Information supplied =>
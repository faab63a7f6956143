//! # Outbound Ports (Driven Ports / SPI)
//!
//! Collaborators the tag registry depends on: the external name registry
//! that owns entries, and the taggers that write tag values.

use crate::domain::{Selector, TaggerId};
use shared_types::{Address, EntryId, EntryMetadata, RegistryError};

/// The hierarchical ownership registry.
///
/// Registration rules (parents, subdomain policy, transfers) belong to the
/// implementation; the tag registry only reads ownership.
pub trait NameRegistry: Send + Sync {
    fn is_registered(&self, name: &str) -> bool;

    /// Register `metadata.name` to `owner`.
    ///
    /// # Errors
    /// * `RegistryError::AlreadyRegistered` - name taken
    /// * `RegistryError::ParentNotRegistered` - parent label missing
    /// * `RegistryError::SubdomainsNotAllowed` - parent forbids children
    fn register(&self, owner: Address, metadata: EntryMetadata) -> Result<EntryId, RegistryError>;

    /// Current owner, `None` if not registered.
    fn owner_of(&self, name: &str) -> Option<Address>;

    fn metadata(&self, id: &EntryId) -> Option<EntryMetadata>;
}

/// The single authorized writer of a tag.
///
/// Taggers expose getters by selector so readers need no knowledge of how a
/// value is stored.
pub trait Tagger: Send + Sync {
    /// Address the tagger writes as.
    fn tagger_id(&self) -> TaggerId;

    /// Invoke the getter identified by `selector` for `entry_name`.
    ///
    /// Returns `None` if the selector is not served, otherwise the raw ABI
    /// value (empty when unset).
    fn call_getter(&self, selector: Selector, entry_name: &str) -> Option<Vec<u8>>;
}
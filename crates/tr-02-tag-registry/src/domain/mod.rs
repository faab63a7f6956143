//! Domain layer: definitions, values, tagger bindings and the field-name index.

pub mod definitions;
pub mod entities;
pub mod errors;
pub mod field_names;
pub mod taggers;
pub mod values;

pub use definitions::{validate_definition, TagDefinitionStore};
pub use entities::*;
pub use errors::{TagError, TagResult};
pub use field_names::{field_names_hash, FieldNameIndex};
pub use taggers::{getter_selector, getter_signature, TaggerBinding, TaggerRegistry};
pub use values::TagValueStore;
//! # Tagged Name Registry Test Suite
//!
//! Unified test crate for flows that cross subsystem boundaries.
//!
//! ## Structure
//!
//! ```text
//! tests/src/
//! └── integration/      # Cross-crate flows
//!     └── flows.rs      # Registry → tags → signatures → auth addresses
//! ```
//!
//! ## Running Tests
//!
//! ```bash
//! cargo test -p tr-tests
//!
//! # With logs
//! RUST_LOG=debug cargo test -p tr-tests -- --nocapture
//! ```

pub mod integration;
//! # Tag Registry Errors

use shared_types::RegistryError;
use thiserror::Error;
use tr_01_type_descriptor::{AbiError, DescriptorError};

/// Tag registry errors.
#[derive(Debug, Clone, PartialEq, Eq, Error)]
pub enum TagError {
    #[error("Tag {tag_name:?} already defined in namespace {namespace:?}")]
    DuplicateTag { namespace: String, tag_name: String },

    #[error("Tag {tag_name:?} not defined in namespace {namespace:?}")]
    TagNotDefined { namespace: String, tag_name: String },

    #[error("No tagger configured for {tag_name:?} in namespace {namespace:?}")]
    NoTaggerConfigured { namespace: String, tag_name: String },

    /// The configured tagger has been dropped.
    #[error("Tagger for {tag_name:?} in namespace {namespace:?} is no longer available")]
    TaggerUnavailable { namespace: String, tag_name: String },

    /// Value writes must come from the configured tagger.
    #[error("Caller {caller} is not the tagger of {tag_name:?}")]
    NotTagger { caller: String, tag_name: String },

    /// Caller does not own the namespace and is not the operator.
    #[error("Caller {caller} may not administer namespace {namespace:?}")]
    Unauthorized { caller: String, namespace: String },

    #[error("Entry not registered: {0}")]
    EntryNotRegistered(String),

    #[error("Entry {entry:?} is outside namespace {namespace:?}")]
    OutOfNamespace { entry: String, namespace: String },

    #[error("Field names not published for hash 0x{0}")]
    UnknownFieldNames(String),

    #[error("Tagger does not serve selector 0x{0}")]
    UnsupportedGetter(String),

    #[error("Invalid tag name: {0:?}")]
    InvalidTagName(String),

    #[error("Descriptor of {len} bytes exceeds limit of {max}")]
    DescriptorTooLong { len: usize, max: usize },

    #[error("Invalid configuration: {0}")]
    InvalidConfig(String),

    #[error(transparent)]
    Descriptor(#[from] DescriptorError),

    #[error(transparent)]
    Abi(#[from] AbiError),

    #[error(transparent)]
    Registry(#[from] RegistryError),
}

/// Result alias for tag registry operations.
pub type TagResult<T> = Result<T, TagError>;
==
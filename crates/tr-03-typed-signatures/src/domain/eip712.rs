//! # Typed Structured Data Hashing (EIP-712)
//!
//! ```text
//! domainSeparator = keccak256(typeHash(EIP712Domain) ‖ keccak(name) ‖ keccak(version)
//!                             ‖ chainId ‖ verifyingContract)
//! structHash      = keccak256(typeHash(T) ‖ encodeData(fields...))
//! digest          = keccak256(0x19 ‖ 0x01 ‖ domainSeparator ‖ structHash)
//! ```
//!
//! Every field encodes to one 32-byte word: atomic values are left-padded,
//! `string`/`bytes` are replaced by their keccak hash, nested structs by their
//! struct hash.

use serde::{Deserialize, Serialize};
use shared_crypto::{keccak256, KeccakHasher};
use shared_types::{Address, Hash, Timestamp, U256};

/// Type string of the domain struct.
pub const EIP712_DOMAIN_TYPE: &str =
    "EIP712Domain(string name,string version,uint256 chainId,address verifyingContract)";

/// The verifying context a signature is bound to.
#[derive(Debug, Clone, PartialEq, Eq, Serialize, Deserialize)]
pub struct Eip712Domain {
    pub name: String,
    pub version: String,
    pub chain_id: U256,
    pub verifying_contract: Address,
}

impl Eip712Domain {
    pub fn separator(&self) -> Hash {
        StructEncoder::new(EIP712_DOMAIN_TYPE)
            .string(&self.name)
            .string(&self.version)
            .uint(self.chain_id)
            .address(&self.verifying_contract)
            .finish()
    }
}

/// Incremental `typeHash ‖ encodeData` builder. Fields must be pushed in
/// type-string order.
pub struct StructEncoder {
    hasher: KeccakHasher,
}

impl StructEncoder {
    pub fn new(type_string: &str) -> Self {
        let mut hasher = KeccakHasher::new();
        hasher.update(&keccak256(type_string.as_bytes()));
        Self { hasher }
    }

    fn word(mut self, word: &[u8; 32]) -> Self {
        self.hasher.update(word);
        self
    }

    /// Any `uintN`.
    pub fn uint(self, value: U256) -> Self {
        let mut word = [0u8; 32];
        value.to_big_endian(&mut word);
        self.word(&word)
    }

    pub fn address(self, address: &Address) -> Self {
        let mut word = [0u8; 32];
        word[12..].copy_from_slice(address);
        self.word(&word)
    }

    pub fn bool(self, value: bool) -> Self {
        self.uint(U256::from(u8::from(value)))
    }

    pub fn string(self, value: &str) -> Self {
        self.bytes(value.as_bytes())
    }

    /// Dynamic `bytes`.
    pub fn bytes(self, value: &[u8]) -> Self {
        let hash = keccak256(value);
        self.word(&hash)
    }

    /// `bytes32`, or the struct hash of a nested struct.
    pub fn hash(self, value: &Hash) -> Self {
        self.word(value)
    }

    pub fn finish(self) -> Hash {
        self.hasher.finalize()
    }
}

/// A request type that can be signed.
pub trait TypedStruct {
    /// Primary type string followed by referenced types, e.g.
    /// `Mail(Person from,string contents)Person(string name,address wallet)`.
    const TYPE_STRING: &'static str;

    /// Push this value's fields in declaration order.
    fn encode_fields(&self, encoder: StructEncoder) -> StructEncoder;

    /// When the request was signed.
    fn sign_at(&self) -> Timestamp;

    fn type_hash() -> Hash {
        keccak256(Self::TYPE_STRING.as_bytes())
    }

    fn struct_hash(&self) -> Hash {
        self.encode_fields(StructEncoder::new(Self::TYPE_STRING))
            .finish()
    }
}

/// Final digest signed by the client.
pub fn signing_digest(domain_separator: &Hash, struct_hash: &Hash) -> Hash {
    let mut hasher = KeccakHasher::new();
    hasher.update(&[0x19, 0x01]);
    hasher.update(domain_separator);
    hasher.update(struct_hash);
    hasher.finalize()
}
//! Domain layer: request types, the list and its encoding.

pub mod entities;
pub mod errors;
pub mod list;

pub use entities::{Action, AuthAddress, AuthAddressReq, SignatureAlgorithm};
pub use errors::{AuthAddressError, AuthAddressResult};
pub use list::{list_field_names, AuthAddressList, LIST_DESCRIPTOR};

To do => Within the records, how many lines carry the word "TaggerId"? Reply with the figure alone.

Solution for this exercise => 2